Restrict device access with Device Control settings

For Device Control to function on a device, you must have the local scheduler agent and the standard agent deployed on that device. Every time the device initiates a device connection or makes changes to a device connection, the agent applies setting rules. These rules include terminating connections that aren't allowed and sending alerts to the core server.

By default, device control settings can restrict the various types of devices. You can use the advanced USB settings to restrict any USB device or class of devices that you specify. Among the devices you can restrict are:

  • USB devices such as drives, keyboards and mice, printers, and scanners
  • Cell phones and other mobile devices
  • Network volumes
  • Bluetooth Personal Area Networks
  • Wireless 802.11x networks
  • Modems
  • PCMCIA devices
  • Serial, parallel, infrared, and FireWire 1394 ports
  • Floppy and CD/DVD drives

Creating device control settings

To create device control settings
  1. Click Tools > Security and compliance> Agent settings.
  2. Under All agent settings, right-click Device Control, and then click New.

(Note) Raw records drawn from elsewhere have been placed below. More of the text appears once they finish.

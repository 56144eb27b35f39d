//! Vegetation decoration: cacti on sand, trees and tall grass on grass, and
//! rectangular flower patches.

use strata_level::{Level, Tile};
use tracing::trace;

use crate::seed::{LevelRng, NoiseSource};
use crate::shaping::safe_pow;

/// Tunables for the flora pass.
#[derive(Clone, Copy, Debug, PartialEq)]
pub struct FloraParams {
    /// One sand cell in `cactus_rarity` becomes a cactus.
    pub cactus_rarity: u32,
    /// Flora noise scale divisor.
    pub noise_scale: f64,
    /// Exponent applied to the flora noise.
    pub noise_exponent: f64,
    /// Flora noise at or above which grass becomes a tree.
    pub tree_threshold: f64,
    /// Inclusive flora-noise band in which grass may become tall grass.
    pub tall_grass_band: (f64, f64),
    /// One remaining grass cell in `flower_rarity` seeds a flower patch.
    pub flower_rarity: u32,
    /// Range of the flora channel offset.
    pub channel_span: f64,
}

impl Default for FloraParams {
    fn default() -> Self {
        Self {
            cactus_rarity: 128,
            noise_scale: 8.0,
            noise_exponent: 1.1,
            tree_threshold: 0.2,
            tall_grass_band: (-0.08, 0.0),
            flower_rarity: 32,
            channel_span: 128.0,
        }
    }
}

/// What the flora pass placed.
#[derive(Clone, Copy, Debug, Default, PartialEq, Eq)]
pub struct FloraStats {
    pub cacti: u32,
    pub trees: u32,
    pub tall_grass: u32,
    pub flower_patches: u32,
    pub flowers: u32,
}

/// Decorate the level in a single row-major pass.
///
/// The flora channel offset is drawn once before the first cell.
pub fn decorate(
    level: &mut Level,
    noise: &NoiseSource,
    rng: &mut LevelRng,
    params: &FloraParams,
) -> FloraStats {
    let channel = rng.next_f64() * params.channel_span;
    let mut stats = FloraStats::default();

    for y in 0..level.height() as i32 {
        for x in 0..level.width() as i32 {
            match level.get(x, y) {
                Tile::Sand => {
                    if rng.next_int(params.cactus_rarity) == 0 {
                        level.set(x, y, Tile::Cactus);
                        stats.cacti += 1;
                    }
                }
                Tile::Grass => {
                    let (fx, fy) = (x as f64 / params.noise_scale, y as f64 / params.noise_scale);
                    let nf = safe_pow(noise.sample(fx, fy, channel), params.noise_exponent);
                    let (low, high) = params.tall_grass_band;

                    if nf >= params.tree_threshold {
                        level.set(x, y, Tile::Tree);
                        stats.trees += 1;
                    } else if nf <= high && nf >= low && rng.next_int(2) != 0 {
                        level.set(x, y, Tile::TallGrass);
                        stats.tall_grass += 1;
                    } else if rng.next_int(params.flower_rarity) == 0 {
                        stats.flowers += place_flower_patch(level, rng, x, y);
                        stats.flower_patches += 1;
                    }
                }
                _ => {}
            }
        }
    }

    trace!(?stats, "flora placed");
    stats
}

/// Scatter a rectangular patch of flowers anchored at `(x, y)`.
///
/// The patch is `l × w` cells with `l, w = (s - 2) + [0, 4)` and
/// `s = 4 + [0, 3)`. Each cell is skipped one time in six and is only
/// overwritten when it currently holds grass; one flower in five is the
/// primary kind. Cells past the grid edge read as the boundary sentinel and
/// are left alone. Returns the number of flowers written.
pub fn place_flower_patch(level: &mut Level, rng: &mut LevelRng, x: i32, y: i32) -> u32 {
    let s = 4 + rng.next_int(3) as i32;
    let l = (s - 2) + rng.next_int(4) as i32;
    let w = (s - 2) + rng.next_int(4) as i32;

    let primary = if rng.next_bool() {
        Tile::Daisy
    } else {
        Tile::Poppy
    };
    let secondary = if primary == Tile::Daisy {
        Tile::Poppy
    } else {
        Tile::Daisy
    };

    let mut written = 0;
    for yy in 0..l {
        for xx in 0..w {
            let (tx, ty) = (x + xx, y + yy);
            if rng.next_int(6) != 0 && level.get(tx, ty) == Tile::Grass {
                let flower = if rng.next_int(5) == 0 {
                    primary
                } else {
                    secondary
                };
                if level.in_bounds(tx, ty) {
                    level.set(tx, ty, flower);
                    written += 1;
                }
            }
        }
    }
    written
}

#[cfg(test)]
mod tests {
    use super::*;
    use strata_level::LevelInfo;

    fn grass_level(width: u32, height: u32) -> Level {
        let mut level = Level::new(LevelInfo::new(3, 0, width, height).unwrap()).unwrap();
        level.fill(Tile::Grass);
        level
    }

    #[test]
    fn test_flower_patch_only_replaces_grass() {
        for seed in 0..64 {
            let mut level = grass_level(12, 12);
            // Checkerboard of non-grass obstacles.
            for y in 0..12 {
                for x in 0..12 {
                    if (x + y) % 2 == 0 {
                        level.set(x, y, Tile::Rock);
                    }
                }
            }
            let before = level.clone();
            let mut rng = LevelRng::new(seed);
            place_flower_patch(&mut level, &mut rng, 2, 2);

            for (x, y, t) in level.iter() {
                if t.is_flower() {
                    assert_eq!(
                        before.get(x, y),
                        Tile::Grass,
                        "seed {seed}: flower written over non-grass at ({x}, {y})"
                    );
                } else {
                    assert_eq!(t, before.get(x, y));
                }
            }
        }
    }

    #[test]
    fn test_flower_patch_stays_in_rectangle() {
        for seed in 0..64 {
            let mut level = grass_level(24, 24);
            let mut rng = LevelRng::new(seed);
            place_flower_patch(&mut level, &mut rng, 5, 7);
            for (x, y, t) in level.iter() {
                if t.is_flower() {
                    // s - 2 + 3 with s <= 6 bounds each side at 7 cells.
                    assert!((5..12).contains(&x) && (7..14).contains(&y), "({x}, {y})");
                }
            }
        }
    }

    #[test]
    fn test_flower_patch_clipped_at_edge() {
        for seed in 0..32 {
            let mut level = grass_level(8, 8);
            let mut rng = LevelRng::new(seed);
            let written = place_flower_patch(&mut level, &mut rng, 6, 6);
            let flowers = level.count(Tile::Daisy) + level.count(Tile::Poppy);
            assert_eq!(written, flowers);
            assert!(flowers <= 4, "only the 2x2 in-grid corner can hold flowers");
        }
    }

    #[test]
    fn test_flower_patch_mixes_primary_and_secondary() {
        let mut level = grass_level(64, 64);
        let mut rng = LevelRng::new(17);
        for i in 0..8 {
            place_flower_patch(&mut level, &mut rng, i * 8, i * 8);
        }
        assert!(level.count(Tile::Daisy) > 0);
        assert!(level.count(Tile::Poppy) > 0);
    }

    #[test]
    fn test_decorate_leaves_other_tiles() {
        let mut level = Level::new(LevelInfo::new(3, 0, 32, 32).unwrap()).unwrap();
        level.fill(Tile::Rock);
        level.set(4, 4, Tile::Water);
        let before = level.clone();
        let noise = NoiseSource::new(3);
        let mut rng = LevelRng::new(3);
        let stats = decorate(&mut level, &noise, &mut rng, &FloraParams::default());
        assert_eq!(level, before);
        assert_eq!(stats, FloraStats::default());
    }

    #[test]
    fn test_decorate_sand_only_grows_cacti() {
        let mut level = Level::new(LevelInfo::new(3, 0, 64, 64).unwrap()).unwrap();
        level.fill(Tile::Sand);
        let noise = NoiseSource::new(3);
        let mut rng = LevelRng::new(3);
        let stats = decorate(&mut level, &noise, &mut rng, &FloraParams::default());
        assert_eq!(level.count(Tile::Cactus), stats.cacti);
        assert_eq!(level.count(Tile::Sand) + stats.cacti, 64 * 64);
        assert!(stats.cacti > 0, "4096 sand cells at 1/128 should grow cacti");
    }

    #[test]
    fn test_decorate_grass_outcomes() {
        let mut level = grass_level(96, 96);
        let noise = NoiseSource::new(21);
        let mut rng = LevelRng::new(21);
        let stats = decorate(&mut level, &noise, &mut rng, &FloraParams::default());

        assert_eq!(level.count(Tile::Tree), stats.trees);
        assert_eq!(level.count(Tile::TallGrass), stats.tall_grass);
        assert_eq!(level.count(Tile::Cactus), 0, "no sand, no cacti");
        for (_, _, t) in level.iter() {
            assert!(
                matches!(
                    t,
                    Tile::Grass | Tile::Tree | Tile::TallGrass | Tile::Daisy | Tile::Poppy
                ),
                "unexpected {t} on a grass-only level"
            );
        }
    }

    #[test]
    fn test_decorate_deterministic() {
        let run = || {
            let mut level = grass_level(48, 48);
            level.set(10, 10, Tile::Sand);
            let noise = NoiseSource::new(8);
            let mut rng = LevelRng::new(8);
            decorate(&mut level, &noise, &mut rng, &FloraParams::default());
            level
        };
        assert_eq!(run(), run());
    }
}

  3. On the General Settings page, enter a Name.
  4. Select the Enable device control check box.
  5. On the other pages, customize the options you want. For more information about the options on the dialog box, see Agent settings: Device control.
  6. Click Save to save the settings.
  7. Under Endpoint security, double-click the endpoint security setting that you want to use to apply the device control settings.
  8. On the Default policy page, check Device control and select the device control setting that you want to apply.
  9. Click Save to save the settings.